(Stored data)
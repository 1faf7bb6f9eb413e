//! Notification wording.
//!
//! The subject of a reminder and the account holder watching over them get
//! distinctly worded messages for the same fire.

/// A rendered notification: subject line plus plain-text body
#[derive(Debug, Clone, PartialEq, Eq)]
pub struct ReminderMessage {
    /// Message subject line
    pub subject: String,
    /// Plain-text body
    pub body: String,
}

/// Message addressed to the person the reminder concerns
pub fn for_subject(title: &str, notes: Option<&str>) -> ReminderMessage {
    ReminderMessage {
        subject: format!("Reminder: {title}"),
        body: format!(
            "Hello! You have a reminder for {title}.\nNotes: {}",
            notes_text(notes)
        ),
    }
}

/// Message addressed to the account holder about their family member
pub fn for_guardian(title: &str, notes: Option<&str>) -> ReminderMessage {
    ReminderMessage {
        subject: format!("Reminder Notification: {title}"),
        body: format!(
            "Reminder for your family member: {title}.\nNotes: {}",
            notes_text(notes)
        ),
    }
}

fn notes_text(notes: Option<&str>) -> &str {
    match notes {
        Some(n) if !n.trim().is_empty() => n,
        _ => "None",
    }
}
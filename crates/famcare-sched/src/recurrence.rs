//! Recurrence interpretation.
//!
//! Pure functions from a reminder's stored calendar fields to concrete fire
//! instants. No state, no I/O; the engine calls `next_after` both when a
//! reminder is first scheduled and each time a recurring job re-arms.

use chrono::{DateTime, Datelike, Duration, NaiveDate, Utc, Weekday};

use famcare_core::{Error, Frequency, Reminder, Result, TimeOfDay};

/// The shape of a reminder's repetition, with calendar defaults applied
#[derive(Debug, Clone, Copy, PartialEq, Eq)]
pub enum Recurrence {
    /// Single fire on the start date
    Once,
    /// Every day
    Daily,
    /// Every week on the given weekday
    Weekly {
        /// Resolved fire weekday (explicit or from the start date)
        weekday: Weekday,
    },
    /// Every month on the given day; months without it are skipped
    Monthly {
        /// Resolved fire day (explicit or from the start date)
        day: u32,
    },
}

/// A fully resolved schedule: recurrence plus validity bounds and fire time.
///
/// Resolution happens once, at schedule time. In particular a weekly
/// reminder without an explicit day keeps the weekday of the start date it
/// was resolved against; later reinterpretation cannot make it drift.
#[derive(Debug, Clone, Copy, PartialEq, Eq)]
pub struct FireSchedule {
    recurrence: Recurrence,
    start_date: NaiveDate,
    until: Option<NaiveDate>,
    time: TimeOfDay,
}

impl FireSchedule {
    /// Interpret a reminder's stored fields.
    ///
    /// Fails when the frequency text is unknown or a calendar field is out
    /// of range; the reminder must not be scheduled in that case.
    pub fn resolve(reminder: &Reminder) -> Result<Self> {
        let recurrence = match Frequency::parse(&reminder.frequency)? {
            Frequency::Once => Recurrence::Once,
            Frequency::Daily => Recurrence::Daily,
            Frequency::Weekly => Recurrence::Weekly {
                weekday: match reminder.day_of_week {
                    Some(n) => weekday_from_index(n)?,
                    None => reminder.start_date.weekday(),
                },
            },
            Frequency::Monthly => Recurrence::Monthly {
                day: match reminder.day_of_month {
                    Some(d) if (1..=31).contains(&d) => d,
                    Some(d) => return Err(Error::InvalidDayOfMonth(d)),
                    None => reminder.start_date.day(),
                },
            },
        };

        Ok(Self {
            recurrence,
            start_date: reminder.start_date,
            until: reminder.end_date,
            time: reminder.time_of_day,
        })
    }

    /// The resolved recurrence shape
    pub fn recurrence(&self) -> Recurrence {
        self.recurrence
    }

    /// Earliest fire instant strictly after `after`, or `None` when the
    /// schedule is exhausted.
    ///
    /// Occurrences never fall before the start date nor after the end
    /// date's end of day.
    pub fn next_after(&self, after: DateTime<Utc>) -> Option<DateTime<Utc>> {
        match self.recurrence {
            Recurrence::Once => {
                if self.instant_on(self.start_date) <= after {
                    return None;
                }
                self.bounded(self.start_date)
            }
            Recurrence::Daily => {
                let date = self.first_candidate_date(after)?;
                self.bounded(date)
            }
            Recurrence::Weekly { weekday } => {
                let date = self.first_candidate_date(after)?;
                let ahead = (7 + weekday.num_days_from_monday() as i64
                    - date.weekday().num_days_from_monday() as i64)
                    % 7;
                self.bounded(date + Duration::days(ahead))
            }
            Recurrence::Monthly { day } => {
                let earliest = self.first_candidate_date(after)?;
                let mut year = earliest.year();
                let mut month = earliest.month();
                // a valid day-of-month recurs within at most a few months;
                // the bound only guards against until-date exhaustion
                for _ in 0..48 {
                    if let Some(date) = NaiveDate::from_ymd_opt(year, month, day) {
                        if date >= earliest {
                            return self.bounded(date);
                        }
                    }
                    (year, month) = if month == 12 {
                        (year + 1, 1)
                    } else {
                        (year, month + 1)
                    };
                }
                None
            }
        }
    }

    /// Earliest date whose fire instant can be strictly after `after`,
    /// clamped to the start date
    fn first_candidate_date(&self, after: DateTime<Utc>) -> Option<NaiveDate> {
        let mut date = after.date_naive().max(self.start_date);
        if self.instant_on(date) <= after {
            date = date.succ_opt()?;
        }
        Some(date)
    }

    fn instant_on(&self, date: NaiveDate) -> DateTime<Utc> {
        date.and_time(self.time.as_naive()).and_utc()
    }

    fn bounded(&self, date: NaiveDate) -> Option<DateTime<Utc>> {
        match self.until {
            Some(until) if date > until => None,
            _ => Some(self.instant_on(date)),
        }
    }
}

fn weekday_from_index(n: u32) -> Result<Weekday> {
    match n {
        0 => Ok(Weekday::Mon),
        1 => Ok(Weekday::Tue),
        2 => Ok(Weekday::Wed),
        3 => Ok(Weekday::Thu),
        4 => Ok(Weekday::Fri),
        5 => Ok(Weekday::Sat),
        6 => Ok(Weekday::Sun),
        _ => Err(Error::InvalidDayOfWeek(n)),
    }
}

• Task statement:
Could you report how many lines of the entries include the word "ahead"? Only the number is needed.

• Reply to the task:
2